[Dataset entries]
== Segment start ==

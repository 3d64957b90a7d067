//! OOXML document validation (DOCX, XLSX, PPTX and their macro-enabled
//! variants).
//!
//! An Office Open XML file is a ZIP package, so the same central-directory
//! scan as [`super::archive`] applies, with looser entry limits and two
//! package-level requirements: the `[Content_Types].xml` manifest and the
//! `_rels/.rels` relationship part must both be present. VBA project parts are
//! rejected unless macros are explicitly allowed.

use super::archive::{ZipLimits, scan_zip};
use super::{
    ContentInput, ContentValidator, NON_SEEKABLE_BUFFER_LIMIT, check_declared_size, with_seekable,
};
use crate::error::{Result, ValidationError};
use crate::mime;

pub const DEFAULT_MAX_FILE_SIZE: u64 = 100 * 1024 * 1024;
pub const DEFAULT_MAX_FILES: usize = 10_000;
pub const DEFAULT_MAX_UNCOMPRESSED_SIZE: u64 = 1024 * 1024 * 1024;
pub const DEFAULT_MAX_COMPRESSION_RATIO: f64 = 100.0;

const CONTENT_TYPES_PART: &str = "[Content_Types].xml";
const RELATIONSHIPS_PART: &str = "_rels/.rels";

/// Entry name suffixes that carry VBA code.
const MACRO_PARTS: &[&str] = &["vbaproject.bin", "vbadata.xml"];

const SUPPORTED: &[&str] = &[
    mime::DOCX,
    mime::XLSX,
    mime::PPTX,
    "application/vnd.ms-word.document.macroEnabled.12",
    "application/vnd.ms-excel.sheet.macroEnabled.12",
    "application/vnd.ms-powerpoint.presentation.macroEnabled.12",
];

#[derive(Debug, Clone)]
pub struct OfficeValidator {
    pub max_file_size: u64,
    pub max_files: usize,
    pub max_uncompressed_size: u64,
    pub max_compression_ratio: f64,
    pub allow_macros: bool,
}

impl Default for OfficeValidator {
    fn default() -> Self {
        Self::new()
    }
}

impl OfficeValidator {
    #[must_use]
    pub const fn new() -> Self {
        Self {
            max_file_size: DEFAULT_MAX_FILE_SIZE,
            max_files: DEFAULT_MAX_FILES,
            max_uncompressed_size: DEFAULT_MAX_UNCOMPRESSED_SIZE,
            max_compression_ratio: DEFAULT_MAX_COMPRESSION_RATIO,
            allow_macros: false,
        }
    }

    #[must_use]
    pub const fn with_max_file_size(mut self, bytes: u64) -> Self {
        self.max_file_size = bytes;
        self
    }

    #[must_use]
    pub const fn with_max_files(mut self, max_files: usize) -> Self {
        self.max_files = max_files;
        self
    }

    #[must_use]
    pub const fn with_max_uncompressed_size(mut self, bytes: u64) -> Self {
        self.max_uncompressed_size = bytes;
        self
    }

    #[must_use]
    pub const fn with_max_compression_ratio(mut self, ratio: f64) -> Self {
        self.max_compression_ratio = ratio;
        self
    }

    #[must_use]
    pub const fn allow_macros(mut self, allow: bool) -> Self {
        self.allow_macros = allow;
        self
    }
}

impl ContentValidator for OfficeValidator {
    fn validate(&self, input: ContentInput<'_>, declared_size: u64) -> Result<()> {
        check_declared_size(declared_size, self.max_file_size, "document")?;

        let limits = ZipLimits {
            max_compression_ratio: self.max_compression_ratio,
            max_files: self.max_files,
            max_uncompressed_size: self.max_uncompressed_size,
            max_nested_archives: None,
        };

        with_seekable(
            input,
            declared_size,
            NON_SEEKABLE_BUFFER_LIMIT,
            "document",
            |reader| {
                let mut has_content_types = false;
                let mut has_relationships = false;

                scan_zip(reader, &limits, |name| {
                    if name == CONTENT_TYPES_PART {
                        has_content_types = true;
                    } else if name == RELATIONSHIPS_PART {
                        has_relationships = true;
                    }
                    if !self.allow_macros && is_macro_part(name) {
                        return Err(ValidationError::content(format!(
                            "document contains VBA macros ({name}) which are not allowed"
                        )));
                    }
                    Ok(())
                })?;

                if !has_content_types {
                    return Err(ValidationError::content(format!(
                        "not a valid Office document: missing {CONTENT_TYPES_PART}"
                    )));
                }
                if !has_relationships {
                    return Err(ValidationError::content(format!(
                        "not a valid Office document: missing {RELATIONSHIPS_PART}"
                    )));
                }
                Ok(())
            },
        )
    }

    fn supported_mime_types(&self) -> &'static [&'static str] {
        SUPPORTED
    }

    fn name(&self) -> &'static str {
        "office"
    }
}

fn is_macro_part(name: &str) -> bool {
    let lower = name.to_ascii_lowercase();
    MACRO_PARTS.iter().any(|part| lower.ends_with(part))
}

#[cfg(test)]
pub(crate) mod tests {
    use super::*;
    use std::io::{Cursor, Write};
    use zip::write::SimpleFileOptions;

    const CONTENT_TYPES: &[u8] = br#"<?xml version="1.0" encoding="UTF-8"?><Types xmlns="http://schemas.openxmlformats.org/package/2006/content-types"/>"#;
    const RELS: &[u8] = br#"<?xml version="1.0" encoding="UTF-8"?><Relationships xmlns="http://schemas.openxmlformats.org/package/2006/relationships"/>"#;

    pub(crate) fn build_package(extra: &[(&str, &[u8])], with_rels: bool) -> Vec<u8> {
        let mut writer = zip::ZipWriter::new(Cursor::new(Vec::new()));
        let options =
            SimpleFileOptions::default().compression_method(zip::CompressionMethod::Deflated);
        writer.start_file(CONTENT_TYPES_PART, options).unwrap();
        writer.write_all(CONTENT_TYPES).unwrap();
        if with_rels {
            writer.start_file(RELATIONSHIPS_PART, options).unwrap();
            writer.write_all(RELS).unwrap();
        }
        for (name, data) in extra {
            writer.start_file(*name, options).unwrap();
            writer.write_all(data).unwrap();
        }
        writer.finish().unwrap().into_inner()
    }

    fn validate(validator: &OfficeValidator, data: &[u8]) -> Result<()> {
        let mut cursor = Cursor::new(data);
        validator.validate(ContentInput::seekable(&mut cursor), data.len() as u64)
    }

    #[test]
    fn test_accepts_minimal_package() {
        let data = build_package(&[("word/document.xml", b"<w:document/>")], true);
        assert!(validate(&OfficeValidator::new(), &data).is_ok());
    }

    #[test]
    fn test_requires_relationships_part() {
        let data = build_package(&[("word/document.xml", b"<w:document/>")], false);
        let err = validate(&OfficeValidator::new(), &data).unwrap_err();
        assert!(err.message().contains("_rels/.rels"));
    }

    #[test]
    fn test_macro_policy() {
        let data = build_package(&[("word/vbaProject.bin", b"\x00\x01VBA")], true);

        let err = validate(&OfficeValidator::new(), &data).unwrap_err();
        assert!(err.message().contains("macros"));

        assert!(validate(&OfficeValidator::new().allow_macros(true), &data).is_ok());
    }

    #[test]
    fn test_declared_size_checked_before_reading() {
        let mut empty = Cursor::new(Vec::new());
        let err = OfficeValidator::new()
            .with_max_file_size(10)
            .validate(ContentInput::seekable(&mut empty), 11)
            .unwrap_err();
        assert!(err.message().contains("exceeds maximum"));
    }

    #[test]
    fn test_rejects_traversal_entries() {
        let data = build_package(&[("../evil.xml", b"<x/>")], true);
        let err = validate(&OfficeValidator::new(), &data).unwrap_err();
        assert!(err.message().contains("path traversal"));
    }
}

== Segment end ==

* _Work instruction_
Write out each entry above exactly as it is written.

* _Answer section_
repository 3d64957b90a7d067
//! OOXML document validation (DOCX, XLSX, PPTX and their macro-enabled
//! variants).
//!
//! An Office Open XML file is a ZIP package, so the same central-directory
//! scan as [`super::archive`] applies, with looser entry limits and two
//! package-level requirements: the `[Content_Types].xml` manifest and the
//! `_rels/.rels` relationship part must both be present. VBA project parts are
//! rejected unless macros are explicitly allowed.

use super::archive::{ZipLimits, scan_zip};
use super::{
    ContentInput, ContentValidator, NON_SEEKABLE_BUFFER_LIMIT, check_declared_size, with_seekable,
};
use crate::error::{Result, ValidationError};
use crate::mime;

pub const DEFAULT_MAX_FILE_SIZE: u64 = 100 * 1024 * 1024;
pub const DEFAULT_MAX_FILES: usize = 10_000;
pub const DEFAULT_MAX_UNCOMPRESSED_SIZE: u64 = 1024 * 1024 * 1024;
pub const DEFAULT_MAX_COMPRESSION_RATIO: f64 = 100.0;

const CONTENT_TYPES_PART: &str = "[Content_Types].xml";
const RELATIONSHIPS_PART: &str = "_rels/.rels";

/// Entry name suffixes that carry VBA code.
const MACRO_PARTS: &[&str] = &["vbaproject.bin", "vbadata.xml"];

const SUPPORTED: &[&str] = &[
    mime::DOCX,
    mime::XLSX,
    mime::PPTX,
    "application/vnd.ms-word.document.macroEnabled.12",
    "application/vnd.ms-excel.sheet.macroEnabled.12",
    "application/vnd.ms-powerpoint.presentation.macroEnabled.12",
];

#[derive(Debug, Clone)]
pub struct OfficeValidator {
    pub max_file_size: u64,
    pub max_files: usize,
    pub max_uncompressed_size: u64,
    pub max_compression_ratio: f64,
    pub allow_macros: bool,
}

impl Default for OfficeValidator {
    fn default() -> Self {
        Self::new()
    }
}

impl OfficeValidator {
    #[must_use]
    pub const fn new() -> Self {
        Self {
            max_file_size: DEFAULT_MAX_FILE_SIZE,
            max_files: DEFAULT_MAX_FILES,
            max_uncompressed_size: DEFAULT_MAX_UNCOMPRESSED_SIZE,
            max_compression_ratio: DEFAULT_MAX_COMPRESSION_RATIO,
            allow_macros: false,
        }
    }

    #[must_use]
    pub const fn with_max_file_size(mut self, bytes: u64) -> Self {
        self.max_file_size = bytes;
        self
    }

    #[must_use]
    pub const fn with_max_files(mut self, max_files: usize) -> Self {
        self.max_files = max_files;
        self
    }

    #[must_use]
    pub const fn with_max_uncompressed_size(mut self, bytes: u64) -> Self {
        self.max_uncompressed_size = bytes;
        self
    }

    #[must_use]
    pub const fn with_max_compression_ratio(mut self, ratio: f64) -> Self {
        self.max_compression_ratio = ratio;
        self
    }

    #[must_use]
    pub const fn allow_macros(mut self, allow: bool) -> Self {
        self.allow_macros = allow;
        self
    }
}

impl ContentValidator for OfficeValidator {
    fn validate(&self, input: ContentInput<'_>, declared_size: u64) -> Result<()> {
        check_declared_size(declared_size, self.max_file_size, "document")?;

        let limits = ZipLimits {
            max_compression_ratio: self.max_compression_ratio,
            max_files: self.max_files,
            max_uncompressed_size: self.max_uncompressed_size,
            max_nested_archives: None,
        };

        with_seekable(
            input,
            declared_size,
            NON_SEEKABLE_BUFFER_LIMIT,
            "document",
            |reader| {
                let mut has_content_types = false;
                let mut has_relationships = false;

                scan_zip(reader, &limits, |name| {
                    if name == CONTENT_TYPES_PART {
                        has_content_types = true;
                    } else if name == RELATIONSHIPS_PART {
                        has_relationships = true;
                    }
                    if !self.allow_macros && is_macro_part(name) {
                        return Err(ValidationError::content(format!(
                            "document contains VBA macros ({name}) which are not allowed"
                        )));
                    }
                    Ok(())
                })?;

                if !has_content_types {
                    return Err(ValidationError::content(format!(
                        "not a valid Office document: missing {CONTENT_TYPES_PART}"
                    )));
                }
                if !has_relationships {
                    return Err(ValidationError::content(format!(
                        "not a valid Office document: missing {RELATIONSHIPS_PART}"
                    )));
                }
                Ok(())
            },
        )
    }

    fn supported_mime_types(&self) -> &'static [&'static str] {
        SUPPORTED
    }

    fn name(&self) -> &'static str {
        "office"
    }
}

fn is_macro_part(name: &str) -> bool {
    let lower = name.to_ascii_lowercase();
    MACRO_PARTS.iter().any(|part| lower.ends_with(part))
}

#[cfg(test)]
pub(crate) mod tests {
    use super::*;
    use std::io::{Cursor, Write};
    use zip::write::SimpleFileOptions;

    const CONTENT_TYPES: &[u8] = br#"<?xml version="1.0" encoding="UTF-8"?><Types xmlns="http://schemas.openxmlformats.org/package/2006/content-types"/>"#;
    const RELS: &[u8] = br#"<?xml version="1.0" encoding="UTF-8"?><Relationships xmlns="http://schemas.openxmlformats.org/package/2006/relationships"/>"#;

    pub(crate) fn build_package(extra: &[(&str, &[u8])], with_rels: bool) -> Vec<u8> {
        let mut writer = zip::ZipWriter::new(Cursor::new(Vec::new()));
        let options =
            SimpleFileOptions::default().compression_method(zip::CompressionMethod::Deflated);
        writer.start_file(CONTENT_TYPES_PART, options).unwrap();
        writer.write_all(CONTENT_TYPES).unwrap();
        if with_rels {
            writer.start_file(RELATIONSHIPS_PART, options).unwrap();
            writer.write_all(RELS).unwrap();
        }
        for (name, data) in extra {
            writer.start_file(*name, options).unwrap();
            writer.write_all(data).unwrap();
        }
        writer.finish().unwrap().into_inner()
    }

    fn validate(validator: &OfficeValidator, data: &[u8]) -> Result<()> {
        let mut cursor = Cursor::new(data);
        validator.validate(ContentInput::seekable(&mut cursor), data.len() as u64)
    }

    #[test]
    fn test_accepts_minimal_package() {
        let data = build_package(&[("word/document.xml", b"<w:document/>")], true);
        assert!(validate(&OfficeValidator::new(), &data).is_ok());
    }

    #[test]
    fn test_requires_relationships_part() {
        let data = build_package(&[("word/document.xml", b"<w:document/>")], false);
        let err = validate(&OfficeValidator::new(), &data).unwrap_err();
        assert!(err.message().contains("_rels/.rels"));
    }

    #[test]
    fn test_macro_policy() {
        let data = build_package(&[("word/vbaProject.bin", b"\x00\x01VBA")], true);

        let err = validate(&OfficeValidator::new(), &data).unwrap_err();
        assert!(err.message().contains("macros"));

        assert!(validate(&OfficeValidator::new().allow_macros(true), &data).is_ok());
    }

    #[test]
    fn test_declared_size_checked_before_reading() {
        let mut empty = Cursor::new(Vec::new());
        let err = OfficeValidator::new()
            .with_max_file_size(10)
            .validate(ContentInput::seekable(&mut empty), 11)
            .unwrap_err();
        assert!(err.message().contains("exceeds maximum"));
    }

    #[test]
    fn test_rejects_traversal_entries() {
        let data = build_package(&[("../evil.xml", b"<x/>")], true);
        let err = validate(&OfficeValidator::new(), &data).unwrap_err();
        assert!(err.message().contains("path traversal"));
    }
}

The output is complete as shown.